Print the data below exactly, but only the lines from the one containing "MinIO, LocalStack, etc.)" down to the one containing "fn default_api_host() ->", inclusive.

----

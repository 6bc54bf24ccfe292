use crate::config::{ApiConfig, StorageConfig};
use crate::naming::{create_unique, extension_of, NamingCandidate};
use crate::stage::{PhotoRef, PhotoSink};
use anyhow::{Context, Result};
use axum::{
    extract::{DefaultBodyLimit, Multipart, State},
    http::{header, HeaderMap, HeaderValue, StatusCode, Uri},
    response::{IntoResponse, Response},
    routing::{get, post},
    Json, Router,
};
use serde::Serialize;
use std::future::Future;
use std::path::{Path, PathBuf};
use std::sync::Arc;
use tower_http::cors::{Any, CorsLayer};
use tower_http::services::ServeDir;
use tower_http::trace::TraceLayer;
use tracing::{error, info, instrument};

const APP_NAME: &str = "photopi-api";

/// Application state shared across handlers
#[derive(Clone)]
pub struct AppState {
    /// Where accepted uploads are handed off
    pub pipeline: Arc<dyn PhotoSink>,
    pub photos_path: PathBuf,
    pub upload_tag: String,
    pub version: String,
}

#[derive(Debug, Serialize)]
#[serde(rename_all = "camelCase")]
pub struct Healthcheck {
    pub app_name: String,
    pub version: String,
}

#[derive(Debug, Default, Serialize)]
pub struct UploadResponse {
    pub message: String,
    /// Client-side names of the files in the request
    pub files: Vec<String>,
}

/// Create the API router
pub fn create_router(state: AppState, config: &ApiConfig, storage: &StorageConfig) -> Router {
    let cors = if config.cors_enabled {
        if config.cors_origins.is_empty() {
            CorsLayer::new()
                .allow_origin(Any)
                .allow_methods(Any)
                .allow_headers(Any)
        } else {
            let origins: Vec<_> = config
                .cors_origins
                .iter()
                .filter_map(|o| o.parse().ok())
                .collect();
            CorsLayer::new()
                .allow_origin(origins)
                .allow_methods(Any)
                .allow_headers(Any)
        }
    } else {
        CorsLayer::new()
    };

    Router::new()
        .route("/healthcheck", get(healthcheck))
        .route("/photos", post(add_photos))
        .nest_service("/ui", ServeDir::new(&storage.ui_path))
        .layer(DefaultBodyLimit::max(config.max_upload_bytes))
        .layer(TraceLayer::new_for_http())
        .layer(cors)
        .with_state(state)
}

async fn healthcheck(State(state): State<AppState>) -> impl IntoResponse {
    Json(Healthcheck {
        app_name: APP_NAME.to_string(),
        version: state.version.clone(),
    })
}

/// Accept one or more photos and send them down the pipeline.
///
/// Only parts named after the configured upload tag are stored; the rest are
/// skipped. Every stored photo gets its own `Location` header.
#[instrument(skip_all)]
async fn add_photos(
    State(state): State<AppState>,
    headers: HeaderMap,
    uri: Uri,
    mut multipart: Multipart,
) -> Response {
    let mut result = UploadResponse::default();
    let mut locations = HeaderMap::new();

    loop {
        let field = match multipart.next_field().await {
            Ok(Some(field)) => field,
            Ok(None) => break,
            Err(e) => {
                error!(error = %e, "Failed to read multipart body");
                return (
                    StatusCode::INTERNAL_SERVER_ERROR,
                    format!("Error reading part {}", e),
                )
                    .into_response();
            }
        };

        if field.name() != Some(state.upload_tag.as_str()) {
            continue;
        }

        let file_name = field.file_name().unwrap_or_default().to_string();
        info!(file = %file_name, "Uploaded file");
        result.files.push(file_name.clone());

        let data = match field.bytes().await {
            Ok(data) => data,
            Err(e) => {
                result.message = format!("Error reading photo {}: {}", file_name, e);
                return upload_failed(result);
            }
        };

        let stored = match store_upload(&state.photos_path, &file_name, &data).await {
            Ok(path) => path,
            Err(e) => {
                result.message = format!("Error saving photo {}: {:#}", file_name, e);
                return upload_failed(result);
            }
        };

        if let Err(e) = state.pipeline.submit(PhotoRef::new(&stored)).await {
            result.message = format!("Error queueing photo {}: {}", file_name, e);
            return upload_failed(result);
        }

        if let Some(location) = location_for(&stored, &headers, &uri) {
            locations.append(header::LOCATION, location);
        }
    }

    result.message = "Successfully uploaded files".to_string();
    (StatusCode::OK, locations, Json(result)).into_response()
}

fn upload_failed(result: UploadResponse) -> Response {
    error!(reason = %result.message, "Photo upload failed");
    (StatusCode::INTERNAL_SERVER_ERROR, Json(result)).into_response()
}

/// Name an upload from its metadata and write it under a fresh name in `dir`.
pub async fn store_upload(dir: &Path, file_name: &str, data: &[u8]) -> Result<PathBuf> {
    let candidate = NamingCandidate::for_image(data, extension_of(file_name));

    let path = create_unique(dir, &candidate, data)
        .await
        .with_context(|| {
            format!(
                "Failed to write {} into {}",
                candidate.file_name(0),
                dir.display()
            )
        })?;

    metrics::counter!("photos.uploads.stored").increment(1);
    info!(path = %path.display(), size_bytes = data.len(), "Stored upload");

    Ok(path)
}

fn location_for(stored: &Path, headers: &HeaderMap, uri: &Uri) -> Option<HeaderValue> {
    let host = headers.get(header::HOST)?.to_str().ok()?;
    let name = stored.file_name()?.to_string_lossy();
    let url = format!("http://{}{}/{}", host, uri.path().trim_end_matches('/'), name);

    HeaderValue::from_str(&url).ok()
}

/// Serve the API until `shutdown` resolves.
pub async fn start_api_server(
    state: AppState,
    config: &ApiConfig,
    storage: &StorageConfig,
    shutdown: impl Future<Output = ()> + Send + 'static,
) -> Result<()> {
    let router = create_router(state, config, storage);
    let addr = config.listen_addr()?;

    info!(address = %addr, "Starting photos API server");

    let listener = tokio::net::TcpListener::bind(addr)
        .await
        .context("Failed to bind to address")?;

    axum::serve(listener, router)
        .with_graceful_shutdown(shutdown)
        .await
        .context("API server error")?;

    Ok(())
}
use crate::stage::DispatchPolicy;
use anyhow::Context;
use regex::Regex;
use serde::Deserialize;
use std::net::SocketAddr;
use std::path::{Path, PathBuf};
use std::sync::OnceLock;
use thiserror::Error;

/// Main configuration for the photos service
#[derive(Debug, Clone, Default, Deserialize)]
pub struct Config {
    /// Service configuration
    #[serde(default)]
    pub service: ServiceConfig,
    /// HTTP API configuration
    #[serde(default)]
    pub api: ApiConfig,
    /// Directory layout
    #[serde(default)]
    pub storage: StorageConfig,
    /// Stage queue sizes and dispatch
    #[serde(default)]
    pub pipeline: PipelineConfig,
    /// Off-site backup target
    #[serde(default)]
    pub backup: BackupConfig,
}

/// Service-level configuration
#[derive(Debug, Clone, Deserialize)]
pub struct ServiceConfig {
    /// Service name for logging/metrics
    #[serde(default = "default_service_name")]
    pub name: String,
    /// Log level (trace, debug, info, warn, error)
    #[serde(default = "default_log_level")]
    pub log_level: String,
    /// Log output format
    #[serde(default)]
    pub log_format: LogFormat,
    /// Prometheus exporter port; no exporter when unset
    pub metrics_port: Option<u16>,
    /// File holding the version reported by the healthcheck
    pub version_file: Option<PathBuf>,
}

#[derive(Debug, Clone, Copy, Default, PartialEq, Eq, Deserialize)]
#[serde(rename_all = "lowercase")]
pub enum LogFormat {
    #[default]
    Json,
    Pretty,
}

/// API configuration for the upload endpoint and UI
#[derive(Debug, Clone, Deserialize)]
pub struct ApiConfig {
    /// API listen address
    #[serde(default = "default_api_host")]
    pub host: String,
    /// API listen port
    #[serde(default = "default_api_port")]
    pub port: u16,
    /// Multipart form name that carries uploaded photos
    #[serde(default = "default_upload_tag")]
    pub upload_tag: String,
    /// Request body limit for uploads
    #[serde(default = "default_max_upload_bytes")]
    pub max_upload_bytes: usize,
    /// Enable CORS
    #[serde(default = "default_true")]
    pub cors_enabled: bool,
    /// Allowed CORS origins
    #[serde(default)]
    pub cors_origins: Vec<String>,
}

/// Directory layout
#[derive(Debug, Clone, Deserialize)]
pub struct StorageConfig {
    /// Where uploads are first written
    #[serde(default = "default_photos_path")]
    pub photos_path: PathBuf,
    /// Slideshow directory staged photos are moved into
    #[serde(default = "default_show_path")]
    pub show_path: PathBuf,
    /// Static UI build served under /ui
    #[serde(default = "default_ui_path")]
    pub ui_path: PathBuf,
}

#[derive(Debug, Clone, Deserialize)]
pub struct PipelineConfig {
    #[serde(default = "default_queue_size")]
    pub backup_queue_size: usize,
    #[serde(default = "default_queue_size")]
    pub staging_queue_size: usize,
    #[serde(default = "default_backup_dispatch")]
    pub backup_dispatch: DispatchPolicy,
    #[serde(default = "default_staging_dispatch")]
    pub staging_dispatch: DispatchPolicy,
}

#[derive(Debug, Clone, Copy, Default, PartialEq, Eq, Deserialize)]
#[serde(rename_all = "lowercase")]
pub enum BackupKind {
    /// Log each backup and do nothing else
    #[default]
    Log,
    /// Upload to an S3 bucket
    S3,
}

#[derive(Debug, Clone, Default, Deserialize)]
pub struct BackupConfig {
    #[serde(default)]
    pub target: BackupKind,
    /// Required when `target` is `s3`
    pub s3: Option<S3Config>,
}

/// S3 backup configuration
#[derive(Debug, Clone, Deserialize)]
pub struct S3Config {
    /// S3 bucket name for photo backups
    pub bucket: String,
    /// AWS region
    #[serde(default = "default_region")]
    pub region: String,
    /// Custom endpoint URL (for MinIO, LocalStack, etc.)
    pub endpoint_url: Option<String>,
    /// Force path-style access (required for MinIO)
    #[serde(default)]
    pub force_path_style: bool,
    /// Prepended to every object key
    #[serde(default = "default_key_prefix")]
    pub key_prefix: String,
    /// Multipart upload threshold in bytes (5MB default)
    #[serde(default = "default_multipart_threshold")]
    pub multipart_threshold_bytes: usize,
    /// Part size for multipart uploads in bytes (5MB default)
    #[serde(default = "default_part_size")]
    pub part_size_bytes: usize,
}

// Default value functions
fn default_service_name() -> String {
    "photopi-api".to_string()
}

fn default_log_level() -> String {
    "info".to_string()
}

fn default_api_host() -> String {
    "0.0.0.0".to_string()
}

fn default_api_port() -> u16 {
    8080
}

fn default_upload_tag() -> String {
    "uploadImages".to_string()
}

fn default_max_upload_bytes() -> usize {
    64 * 1024 * 1024 // 64MB
}

fn default_true() -> bool {
    true
}

fn default_photos_path() -> PathBuf {
    PathBuf::from("./piphotos")
}

fn default_show_path() -> PathBuf {
    PathBuf::from("./slideshow")
}

fn default_ui_path() -> PathBuf {
    PathBuf::from("./ui/build")
}

fn default_queue_size() -> usize {
    25
}

fn default_backup_dispatch() -> DispatchPolicy {
    DispatchPolicy::Concurrent
}

fn default_staging_dispatch() -> DispatchPolicy {
    DispatchPolicy::Serial
}

fn default_region() -> String {
    "us-east-1".to_string()
}

fn default_key_prefix() -> String {
    "photos".to_string()
}

fn default_multipart_threshold() -> usize {
    5 * 1024 * 1024 // 5MB
}

fn default_part_size() -> usize {
    5 * 1024 * 1024 // 5MB
}

impl Config {
    /// Load configuration from environment and config files
    pub fn load() -> anyhow::Result<Self> {
        let config = config::Config::builder()
            // Add config file if present
            .add_source(config::File::with_name("config/photos").required(false))
            .add_source(config::File::with_name("/etc/photopi/photos").required(false))
            // Override with environment variables
            // PHOTOPI__STORAGE__SHOW_PATH -> storage.show_path
            .add_source(
                config::Environment::with_prefix("PHOTOPI")
                    .separator("__")
                    .try_parsing(true),
            )
            .build()?;

        let config: Self = config.try_deserialize()?;
        config.validate()?;
        Ok(config)
    }

    pub fn validate(&self) -> Result<(), ConfigValidationError> {
        if self.api.upload_tag.is_empty() {
            return Err(ConfigValidationError::MissingField("api.upload_tag".to_string()));
        }

        if self.api.max_upload_bytes == 0 {
            return Err(ConfigValidationError::InvalidValue {
                field: "api.max_upload_bytes".to_string(),
                message: "Limit must be greater than 0".to_string(),
            });
        }

        if self.pipeline.backup_queue_size == 0 || self.pipeline.staging_queue_size == 0 {
            return Err(ConfigValidationError::InvalidValue {
                field: "pipeline.backup_queue_size/staging_queue_size".to_string(),
                message: "Queue sizes must be greater than 0".to_string(),
            });
        }

        if self.backup.target == BackupKind::S3 {
            let s3 = self
                .backup
                .s3
                .as_ref()
                .ok_or_else(|| ConfigValidationError::MissingField("backup.s3".to_string()))?;

            if s3.bucket.is_empty() {
                return Err(ConfigValidationError::MissingField("backup.s3.bucket".to_string()));
            }

            // S3 rejects parts below 5MB except the last one
            if s3.part_size_bytes < 5 * 1024 * 1024 {
                return Err(ConfigValidationError::InvalidValue {
                    field: "backup.s3.part_size_bytes".to_string(),
                    message: "Part size must be at least 5MB".to_string(),
                });
            }
        }

        Ok(())
    }

    /// Version reported by the healthcheck.
    pub fn version(&self) -> anyhow::Result<String> {
        match &self.service.version_file {
            Some(path) => read_version(path),
            None => Ok(env!("CARGO_PKG_VERSION").to_string()),
        }
    }
}

impl ApiConfig {
    pub fn listen_addr(&self) -> anyhow::Result<SocketAddr> {
        format!("{}:{}", self.host, self.port)
            .parse()
            .with_context(|| format!("Invalid API listen address {}:{}", self.host, self.port))
    }
}

/// Read a version file and check that it holds a semantic version.
pub fn read_version(path: &Path) -> anyhow::Result<String> {
    let contents = std::fs::read_to_string(path)
        .with_context(|| format!("Failed to read version file {}", path.display()))?;

    let version = contents.trim_matches(|c| c == '\n' || c == ' ');
    if !is_semver(version)? {
        anyhow::bail!("{:?} in {} is not a valid version number", version, path.display());
    }

    Ok(version.to_string())
}

const SEMVER_PATTERN: &str = concat!(
    r"^v?(?:0|[1-9][0-9]*)\.(?:0|[1-9][0-9]*)\.(?:0|[1-9][0-9]*)",
    r"(?:-[\da-z\-]+(?:\.[\da-z\-]+)*)?",
    r"(?:\+[\da-z\-]+(?:\.[\da-z\-]+)*)?$",
);

static SEMVER: OnceLock<Regex> = OnceLock::new();

fn is_semver(version: &str) -> Result<bool, regex::Error> {
    let re = match SEMVER.get() {
        Some(re) => re,
        None => {
            let compiled = Regex::new(SEMVER_PATTERN)?;
            SEMVER.get_or_init(|| compiled)
        }
    };

    Ok(re.is_match(version))
}

impl Default for ServiceConfig {
    fn default() -> Self {
        Self {
            name: default_service_name(),
            log_level: default_log_level(),
            log_format: LogFormat::default(),
            metrics_port: None,
            version_file: None,
        }
    }
}

impl Default for ApiConfig {
    fn default() -> Self {
        Self {
            host: default_api_host(),
            port: default_api_port(),
            upload_tag: default_upload_tag(),
            max_upload_bytes: default_max_upload_bytes(),
            cors_enabled: default_true(),
            cors_origins: Vec::new(),
        }
    }
}

impl Default for StorageConfig {
    fn default() -> Self {
        Self {
            photos_path: default_photos_path(),
            show_path: default_show_path(),
            ui_path: default_ui_path(),
        }
    }
}

impl Default for PipelineConfig {
    fn default() -> Self {
        Self {
            backup_queue_size: default_queue_size(),
            staging_queue_size: default_queue_size(),
            backup_dispatch: default_backup_dispatch(),
            staging_dispatch: default_staging_dispatch(),
        }
    }
}

/// Configuration validation errors.
#[derive(Debug, Error)]
pub enum ConfigValidationError {
    #[error("Missing required field: {0}")]
    MissingField(String),

    #[error("Invalid value for {field}: {message}")]
    InvalidValue { field: String, message: String },
}

#[cfg(test)]
mod tests {
    use super::*;
    use std::io::Write;
    use tempfile::NamedTempFile;

    fn from_json(json: &str) -> Config {
        config::Config::builder()
            .add_source(config::File::from_str(json, config::FileFormat::Json))
            .build()
            .unwrap()
            .try_deserialize()
            .unwrap()
    }

    fn s3_settings() -> S3Config {
        S3Config {
            bucket: "photo-backups".to_string(),
            region: default_region(),
            endpoint_url: None,
            force_path_style: false,
            key_prefix: default_key_prefix(),
            multipart_threshold_bytes: default_multipart_threshold(),
            part_size_bytes: default_part_size(),
        }
    }

    #[test]
    fn test_defaults_from_empty_source() {
        let config = from_json("{}");

        assert_eq!(config.storage.photos_path, PathBuf::from("./piphotos"));
        assert_eq!(config.storage.show_path, PathBuf::from("./slideshow"));
        assert_eq!(config.storage.ui_path, PathBuf::from("./ui/build"));
        assert_eq!(config.api.port, 8080);
        assert_eq!(config.api.upload_tag, "uploadImages");
        assert_eq!(config.pipeline.backup_queue_size, 25);
        assert_eq!(config.pipeline.staging_queue_size, 25);
        assert_eq!(config.pipeline.backup_dispatch, DispatchPolicy::Concurrent);
        assert_eq!(config.pipeline.staging_dispatch, DispatchPolicy::Serial);
        assert_eq!(config.backup.target, BackupKind::Log);
        assert!(config.validate().is_ok());
    }

    #[test]
    fn test_sections_override_defaults() {
        let config = from_json(
            r#"{
                "api": { "port": 3001, "upload_tag": "files" },
                "pipeline": { "staging_queue_size": 5, "backup_dispatch": "serial" },
                "backup": {
                    "target": "s3",
                    "s3": { "bucket": "b", "endpoint_url": "http://minio:9000" }
                }
            }"#,
        );

        assert_eq!(config.api.port, 3001);
        assert_eq!(config.api.upload_tag, "files");
        assert_eq!(config.pipeline.staging_queue_size, 5);
        assert_eq!(config.pipeline.backup_queue_size, 25);
        assert_eq!(config.pipeline.backup_dispatch, DispatchPolicy::Serial);
        assert_eq!(config.backup.target, BackupKind::S3);

        let s3 = config.backup.s3.as_ref().unwrap();
        assert_eq!(s3.bucket, "b");
        assert_eq!(s3.region, "us-east-1");
        assert_eq!(s3.endpoint_url.as_deref(), Some("http://minio:9000"));
        assert!(config.validate().is_ok());
    }

    #[test]
    fn test_validate_rejects_zero_queue_size() {
        let mut config = Config::default();
        config.pipeline.backup_queue_size = 0;

        assert!(matches!(
            config.validate(),
            Err(ConfigValidationError::InvalidValue { .. })
        ));
    }

    #[test]
    fn test_validate_rejects_s3_without_settings() {
        let mut config = Config::default();
        config.backup.target = BackupKind::S3;

        assert!(matches!(
            config.validate(),
            Err(ConfigValidationError::MissingField(field)) if field == "backup.s3"
        ));

        config.backup.s3 = Some(s3_settings());
        assert!(config.validate().is_ok());

        config.backup.s3.as_mut().unwrap().part_size_bytes = 1024;
        assert!(config.validate().is_err());
    }

    #[test]
    fn test_semver() {
        for valid in ["0.0.0", "1.2.3", "v1.2.3", "1.0.0-rc.1", "1.0.0+build.5"] {
            assert!(is_semver(valid).unwrap(), "{valid} should be valid");
        }
        for invalid in ["", "1.2", "01.2.3", "1.2.3.4", "latest"] {
            assert!(!is_semver(invalid).unwrap(), "{invalid} should be invalid");
        }
    }

    #[test]
    fn test_semver_pattern_is_compiled_once() {
        assert!(is_semver("1.0.0").unwrap());
        let first = SEMVER.get().unwrap() as *const Regex;

        assert!(!is_semver("nope").unwrap());
        assert_eq!(SEMVER.get().unwrap() as *const Regex, first);
    }

    #[test]
    fn test_read_version_trims_file() {
        let mut file = NamedTempFile::new().unwrap();
        writeln!(file, " 1.4.0 ").unwrap();

        assert_eq!(read_version(file.path()).unwrap(), "1.4.0");
    }

    #[test]
    fn test_read_version_rejects_garbage() {
        let mut file = NamedTempFile::new().unwrap();
        write!(file, "not-a-version").unwrap();

        assert!(read_version(file.path()).is_err());
        assert!(read_version(Path::new("/does/not/exist/VERSION")).is_err());
    }

    #[test]
    fn test_version_defaults_to_crate_version() {
        let config = Config::default();
        assert_eq!(config.version().unwrap(), env!("CARGO_PKG_VERSION"));
    }

    #[test]
    fn test_listen_addr() {
        let config = Config::default();
        assert_eq!(config.api.listen_addr().unwrap().port(), 8080);
    }
}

----

[RESPONSE BOX]:
    /// Custom endpoint URL (for MinIO, LocalStack, etc.)
    pub endpoint_url: Option<String>,
    /// Force path-style access (required for MinIO)
    #[serde(default)]
    pub force_path_style: bool,
    /// Prepended to every object key
    #[serde(default = "default_key_prefix")]
    pub key_prefix: String,
    /// Multipart upload threshold in bytes (5MB default)
    #[serde(default = "default_multipart_threshold")]
    pub multipart_threshold_bytes: usize,
    /// Part size for multipart uploads in bytes (5MB default)
    #[serde(default = "default_part_size")]
    pub part_size_bytes: usize,
}

// Default value functions
fn default_service_name() -> String {
    "photopi-api".to_string()
}

fn default_log_level() -> String {
    "info".to_string()
}

fn default_api_host() -> String {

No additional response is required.